Le Hamas et d’autres groupes de résistance palestiniens ont catégoriquement dénoncé la dernière vague de frappes israéliennes sur la bande de Gaza. « Une escalade sanglante et des crimes de guerre à part entière », selon un communiqué.
Dans un communiqué publié samedi, le Hamas a déclaré que les raids aériens - contre une maison familiale dans le nord de Gaza ainsi qu’un véhicule de police à Khan Younès qui ont fait plus de dix victimes – sont à l’image d’une escalade sanglante et fasciste sans précédent du conflit que le régime occupant de Tel-Aviv continue de perpétrer au vu et au su du monde entier, sans se soucier des conséquences humanitaires.
« L’escalade des bombardements et des meurtres perpétrés par l’administration du criminel de guerre [Benjamin] Netanyahu à travers Gaza représente un échec clair du rôle des médiateurs, des États garants et de la communauté internationale pour endiguer la brutale machine à tuer israélienne, et une inaction injustifiable dans l’accomplissement de leurs responsabilités pour mettre fin aux crimes en cours contre la nation palestinienne », a noté le groupe basé à Gaza.
Le Hamas a exigé que la communauté internationale et tous les États et parties concernés prennent des mesures immédiates pour protéger les Palestiniens et faire pression sur le régime israélien afin qu’il respecte ses engagements au titre de l’accord de cessez-le-feu et les règles du droit international humanitaire.
D’autres factions de la résistance palestinienne ont également condamné les attaques israéliennes meurtrières dans une déclaration commune, affirmant qu’elles s’inscrivent dans la continuité de la guerre génocidaire contre les Palestiniens, soutenue par les États-Unis et leurs alliés occidentaux.
Le ciblage des points de contrôle de sécurité et des patrouilles de police à Khan Younès et dans le quartier de Sheikh Radwan constitue un véritable crime de guerre et démontre explicitement une approche préméditée visant à intensifier la violence.
Le communiqué souligne que la recrudescence des attaques israéliennes vise à affaiblir les tentatives de consolidation du cessez-le-feu, et que le silence de la communauté internationale et l’inaction des médiateurs témoignent des échecs constants à résoudre la crise actuelle.
Ils ont exhorté les médiateurs et la communauté internationale à prendre des mesures immédiates et sérieuses pour mettre fin aux grèves quotidiennes et aux actes d’agression incessants contre les Palestiniens.
Israël a commis plus de 2 400 violations de l’accord de cessez-le-feu avec le Hamas en octobre, a déclaré le bureau de presse du gouvernement de Gaza.
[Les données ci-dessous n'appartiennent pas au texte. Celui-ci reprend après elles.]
use std::path::{Path, PathBuf};
use thiserror::Error;

/// Where in an input document a problem was found.
#[derive(Debug, Clone, Default, PartialEq, Eq)]
pub struct ErrorLocation {
    pub path: Option<String>,
    pub source_path: Option<PathBuf>,
    pub line: Option<usize>,
    pub col: Option<usize>,
    pub json_pointer: Option<String>,
}

impl ErrorLocation {
    pub fn at_path(path: impl Into<String>) -> Self {
        ErrorLocation {
            path: Some(path.into()),
            ..ErrorLocation::default()
        }
    }

    pub fn at_path_with_position(
        path: impl Into<String>,
        line: Option<usize>,
        col: Option<usize>,
    ) -> Self {
        ErrorLocation {
            path: Some(path.into()),
            line,
            col,
            ..ErrorLocation::default()
        }
    }

    pub fn with_source_path(mut self, source_path: Option<&Path>) -> Self {
        self.source_path = source_path.map(Path::to_path_buf);
        self
    }

    pub fn with_json_pointer(mut self, pointer: Option<String>) -> Self {
        self.json_pointer = pointer;
        self
    }

    /// Human readable `file:line:col` style description, if anything is known.
    pub fn describe(&self) -> Option<String> {
        let base = self
            .source_path
            .as_ref()
            .map(|p| p.display().to_string())
            .or_else(|| self.path.clone())?;
        Some(match (self.line, self.col) {
            (Some(line), Some(col)) => format!("{base}:{line}:{col}"),
            (Some(line), None) => format!("{base}:{line}"),
            _ => base,
        })
    }
}

#[derive(Debug, Clone)]
pub struct SchemaErrorDetail {
    pub message: String,
    pub location: ErrorLocation,
}

#[derive(Debug, Error)]
pub enum F2sError {
    #[error("YAML parse error: {message}")]
    Yaml {
        message: String,
        location: ErrorLocation,
    },
    #[error("Schema validation failed:\n{message}")]
    Schema {
        message: String,
        details: Vec<SchemaErrorDetail>,
        location: ErrorLocation,
    },
    #[error("Task descriptor is missing required field '{field}'")]
    MissingField {
        field: &'static str,
        location: ErrorLocation,
    },
    #[error("Unknown task type '{kind}' for task '{task}' in scope {scope}")]
    UnknownKind {
        task: String,
        scope: String,
        kind: String,
    },
    #[error("Invalid parameters for task '{task}' in scope {scope}: {message}")]
    InvalidParameters {
        task: String,
        scope: String,
        message: String,
    },
    #[error("Dependency cycle detected between: {}", nodes.join(", "))]
    Cycle { nodes: Vec<String> },
    #[error("Scope {scope} not present in task graph of environment '{env}'")]
    MissingScope { scope: String, env: String },
    #[error("Task source error: {message}")]
    Source { message: String },
    #[error("Store error: {message}")]
    Store { message: String },
    #[error("Internal error: {message}")]
    Internal {
        message: String,
        location: ErrorLocation,
    },
}

impl F2sError {
    pub fn store(message: impl Into<String>) -> Self {
        F2sError::Store {
            message: message.into(),
        }
    }

    pub fn source(message: impl Into<String>) -> Self {
        F2sError::Source {
            message: message.into(),
        }
    }

    /// Location attached to parse related errors.
    pub fn location(&self) -> Option<&ErrorLocation> {
        match self {
            F2sError::Yaml { location, .. }
            | F2sError::Schema { location, .. }
            | F2sError::MissingField { location, .. }
            | F2sError::Internal { location, .. } => Some(location),
            _ => None,
        }
    }
}

pub type Result<T> = std::result::Result<T, F2sError>;

#[cfg(test)]
mod tests {
    use super::*;

    #[test]
    fn describe_prefers_source_path_and_position() {
        let loc = ErrorLocation::at_path_with_position("<inline>", Some(3), Some(7))
            .with_source_path(Some(Path::new("graph.yaml")));
        assert_eq!(loc.describe().as_deref(), Some("graph.yaml:3:7"));
        assert_eq!(ErrorLocation::default().describe(), None);
    }

    #[test]
    fn cycle_lists_nodes() {
        let err = F2sError::Cycle {
            nodes: vec!["p".to_string(), "q".to_string()],
        };
        assert_eq!(err.to_string(), "Dependency cycle detected between: p, q");
    }
}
Ces violations incluent des frappes ciblées, des arrestations, des blocus et la famine.
Plus de 20 000 enfants ont été tués par les forces israéliennes à Gaza en deux ans de guerre génocidaire, selon un rapport de Save the Children publié en septembre. L’organisation humanitaire indique qu’en moyenne, au moins un enfant est tué chaque heure, dont plus de 1 000 avaient moins d’un an. Des milliers d’autres ont subi des blessures, des traumatismes ou ont été séparés de leurs parents.
Depuis l’entrée en vigueur du « cessez-le-feu » négocié par les États-Unis en octobre 2025, au moins 786 Palestiniens ont été tués par les forces israéliennes, selon le ministère de la Santé de Gaza. Au moins 32 de ces décès ont eu lieu en ce mois d’avril.